Entro en una cafetería, con un
par de amigos, con la sabia intención de hacer lo que propiamente corresponde a
establecimientos de ese nombre, o sea, tomar un café. El ambiente es agradable,
sosegado, con un nivel acústico algo inferior a lo que es habitual por estas
latitudes, donde lo normal es que todo el mundo hable a voz en grito. Quizá es
así porque aún no hay demasiada gente: se ve que no es todavía la hora de que
los funcionarios de alrededor salgan a disfrutar del asueto horario que les
corresponde. Así y todo, el local está bien de público.
Nos
quedamos en la barra, intercambiando las correspondientes palabras de cortesía
con el amable camarero, conocido de todos nosotros. Miro distraídamente
alrededor. A un lado de la barra, una pantalla de televisión reproduce imágenes
de lo que parece una tertulia de actualidad, una de tantas. Se ve a los actores
de la comedia hablar y gesticular pero apenas se oye lo que dicen, aunque se
puede adivinar gracias a la sucesión de inagotables subtítulos que van desfilando
por la parte inferior de la pantalla.
Me giro un
poco y más allá hay otra pantalla, con otra cadena que está transmitiendo un
partido de fútbol. Aunque ya se que en este país se juega al fútbol todos los
días y a todas horas, me parece que no es fácil que ese sea un partido de
verdad, en directo y, en efecto, en determinado momento se nos dice que se
trata de un encuentro del campeonato del mundo de Brasil. Es una forma como
otra cualquiera de llenar el tiempo.
Doy la
vuelta y observo que al fondo, en un rincón, sobre las mesas, hay otra pantalla
en la que se recogen las contorsiones y evoluciones de un par de mozalbetes con
sus guitarras (o lo que sea que retuercen entre las manos) interpretando, creo
deducir, una pieza musical, igualmente inaudible. Intentando descifrar el
logotipo situado en la parte inferior deduzco que se trata de una emisora
musical.
En la pared
de enfrente, la pantalla reproduce mensajes publicitarios. Es fácil deducir que
pertenece a la empresa Playthenet que, dicen, ellos mismos y los demás, ha
venido a este mundo para, desde Cuenca, revolucionar la publicidad exterior y
al parecer lo están logrando. Mejor para ellos.
Estoy
intrigado tras este recorrido visual y lo continúo, ahora ya de manera
consciente. Aún hay otra pantalla, con busto parlante que debe estar leyendo
noticias, porque pertenece al canal 24 Horas de TVE. Pero no es la última:
queda una sexta, misteriosamente apagada, a oscuras.
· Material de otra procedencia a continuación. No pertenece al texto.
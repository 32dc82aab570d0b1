//! One module per CLI subcommand, mirroring the teacher's `ui/*.rs` layout:
//! a `Parser`-derived `Args` and a `run` function per file.

pub mod add;
pub mod blame;
pub mod branch;
pub mod checkout;
pub mod clean;
pub mod clone;
pub mod commit;
pub mod config;
pub mod diff;
pub mod fetch;
pub mod gc;
pub mod init;
pub mod log;
pub mod login;
pub mod merge;
pub mod pull;
pub mod push;
pub mod reflog;
pub mod remote;
pub mod repo_admin;
pub mod reset;
pub mod restore;
pub mod show;
pub mod status;
//! Working-tree status: classify every tracked-or-present path against the
//! index.

use std::collections::BTreeSet;

use anyhow::{Context, Result};
use camino::Utf8Path;
use walkdir::WalkDir;

use crate::hashing::hash_bytes;

use super::index::Index;

const EXCLUDED_DIRS: &[&str] = &[".anchor", ".git"];

#[derive(Debug, Clone, Default, PartialEq, Eq)]
pub struct Status {
    pub modified: Vec<String>,
    pub untracked: Vec<String>,
    pub deleted: Vec<String>,
}

impl Status {
    pub fn is_clean(&self) -> bool {
        self.modified.is_empty() && self.untracked.is_empty() && self.deleted.is_empty()
    }
}

fn should_skip(entry: &walkdir::DirEntry) -> bool {
    entry
        .file_name()
        .to_str()
        .map(|name| EXCLUDED_DIRS.contains(&name))
        .unwrap_or(false)
}

/// Walks `work_dir`, comparing every regular file against `index`. Files
/// present in the index but absent on disk are `deleted`; files on disk
/// with no index entry are `untracked`; files in both with a different
/// content hash are `modified`.
pub fn status(work_dir: &Utf8Path, index: &Index) -> Result<Status> {
    let mut seen = BTreeSet::new();
    let mut modified = Vec::new();
    let mut untracked = Vec::new();

    let walker = WalkDir::new(work_dir.as_std_path())
        .into_iter()
        .filter_entry(|e| e.depth() == 0 || !should_skip(e));

    for entry in walker {
        let entry = entry.with_context(|| format!("Couldn't walk {work_dir}"))?;
        if !entry.file_type().is_file() {
            continue;
        }
        let path = Utf8Path::from_path(entry.path())
            .with_context(|| format!("{} is not valid UTF-8", entry.path().display()))?;
        let relative = path
            .strip_prefix(work_dir)
            .with_context(|| format!("{path} is not under {work_dir}"))?
            .to_string()
            .replace('\\', "/");

        seen.insert(relative.clone());
        let bytes = std::fs::read(path).with_context(|| format!("Couldn't read {path}"))?;
        let id = hash_bytes(&bytes);

        match index.get(&relative) {
            Some(indexed_id) if indexed_id == &id => {}
            Some(_) => modified.push(relative),
            None => untracked.push(relative),
        }
    }

    let deleted: Vec<String> = index
        .keys()
        .filter(|path| !seen.contains(*path))
        .cloned()
        .collect();

    modified.sort();
    untracked.sort();
    Ok(Status {
        modified,
        untracked,
        deleted,
    })
}

#[cfg(test)]
mod test {
    use super::*;
    use camino::Utf8PathBuf;

    #[test]
    fn classifies_modified_untracked_and_deleted() {
        let dir = tempfile::tempdir().unwrap();
        let work = Utf8PathBuf::from_path_buf(dir.path().to_owned()).unwrap();
        std::fs::write(work.join("kept.txt"), b"same").unwrap();
        std::fs::write(work.join("changed.txt"), b"new-bytes").unwrap();
        std::fs::write(work.join("new.txt"), b"fresh").unwrap();

        let mut index = Index::new();
        index.insert("kept.txt".to_string(), hash_bytes(b"same"));
        index.insert("changed.txt".to_string(), hash_bytes(b"old-bytes"));
        index.insert("gone.txt".to_string(), hash_bytes(b"long-gone"));

        let st = status(&work, &index).unwrap();
        assert_eq!(st.modified, vec!["changed.txt".to_string()]);
        assert_eq!(st.untracked, vec!["new.txt".to_string()]);
        assert_eq!(st.deleted, vec!["gone.txt".to_string()]);
    }

    #[test]
    fn clean_tree_reports_nothing() {
        let dir = tempfile::tempdir().unwrap();
        let work = Utf8PathBuf::from_path_buf(dir.path().to_owned()).unwrap();
        std::fs::write(work.join("a.txt"), b"hi").unwrap();

        let mut index = Index::new();
        index.insert("a.txt".to_string(), hash_bytes(b"hi"));

        assert!(status(&work, &index).unwrap().is_clean());
    }
}
//! Authorization (C6): role→permission lookup, resource-ownership check,
//! step-up gate. Closed permission set, fixed role table — no dynamic
//! role/permission registration, per the single-admin Non-goal.

use serde::{Deserialize, Serialize};

#[derive(Debug, Clone, Copy, PartialEq, Eq, Hash, Serialize, Deserialize)]
#[serde(rename_all = "snake_case")]
pub enum Permission {
    #[serde(rename = "read:repo")]
    ReadRepo,
    #[serde(rename = "write:repo")]
    WriteRepo,
    #[serde(rename = "delete:repo")]
    DeleteRepo,
    #[serde(rename = "create:repo")]
    CreateRepo,
    #[serde(rename = "admin:repo")]
    AdminRepo,
    #[serde(rename = "read:profile")]
    ReadProfile,
    #[serde(rename = "write:profile")]
    WriteProfile,
    #[serde(rename = "manage:keys")]
    ManageKeys,
    #[serde(rename = "export:keys")]
    ExportKeys,
    #[serde(rename = "admin:*")]
    AdminAll,
    #[serde(rename = "create:snapshot")]
    CreateSnapshot,
    #[serde(rename = "read:snapshot")]
    ReadSnapshot,
    #[serde(rename = "restore:snapshot")]
    RestoreSnapshot,
}

#[derive(Debug, Clone, Copy, PartialEq, Eq, Serialize, Deserialize)]
#[serde(rename_all = "snake_case")]
pub enum Role {
    Admin,
    User,
    Guest,
}

impl Role {
    pub fn permissions(self) -> &'static [Permission] {
        use Permission::*;
        match self {
            Role::Admin => &[
                AdminAll,
                ReadRepo,
                WriteRepo,
                DeleteRepo,
                CreateRepo,
                AdminRepo,
                ReadProfile,
                WriteProfile,
                ManageKeys,
                ExportKeys,
                CreateSnapshot,
                ReadSnapshot,
                RestoreSnapshot,
            ],
            Role::User => &[
                ReadRepo,
                WriteRepo,
                CreateRepo,
                ReadProfile,
                WriteProfile,
                ManageKeys,
                CreateSnapshot,
                ReadSnapshot,
            ],
            Role::Guest => &[ReadRepo, ReadProfile],
        }
    }

    pub fn has_permission(self, permission: Permission) -> bool {
        let perms = self.permissions();
        perms.contains(&Permission::AdminAll) || perms.contains(&permission)
    }
}

/// Single-admin mode: admin owns every resource, nobody else owns anything.
/// Placeholder for a multi-tenant future, per the design notes.
pub fn owns_resource(role: Role) -> bool {
    role == Role::Admin
}

#[cfg(test)]
mod test {
    use super::*;

    #[test]
    fn admin_wildcard_satisfies_everything() {
        assert!(Role::Admin.has_permission(Permission::RestoreSnapshot));
        assert!(Role::Admin.has_permission(Permission::DeleteRepo));
    }

    #[test]
    fn guest_cannot_write() {
        assert!(!Role::Guest.has_permission(Permission::WriteRepo));
        assert!(Role::Guest.has_permission(Permission::ReadRepo));
    }

    #[test]
    fn only_admin_owns_resources() {
        assert!(owns_resource(Role::Admin));
        assert!(!owns_resource(Role::User));
        assert!(!owns_resource(Role::Guest));
    }
}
Nadie hace caso de lo que está
sucediendo en estas pantallas, ni de lo que se dice, se interpreta o se vende,
pero ahí están. Por otro lado, tampoco se oye absolutamente nada. Están a un
volumen bajo, discreto, y el de la sala lo apaga por completo.
El término horror vacui fue
acuñado por los historiadores del arte para significar aquellos movimientos
estéticos (el caso del barroco es ejemplar) que aspiran a cubrir con imágenes
absolutamente todo el espacio disponible en el cuadro, la escultura, la pared o
lo que sea. Es paradigmático su recurso por el arte islámico pero también en
numerosos artistas contemporáneos. Pedro Merecedes lo hacía en sus figuras de
barro, en las que iba grabando líneas y figuras hasta cubrir todo el espacio
disponible.
No se cómo se le puede llamar al
equivalente sonoro, pero eso es lo que pasa en estos locales, temerosos de que
en ellos se haga el silencio que compensan llenándolo de ruido e imágenes, a
los que nadie hace caso. Pero ahí están, cubriendo las paredes.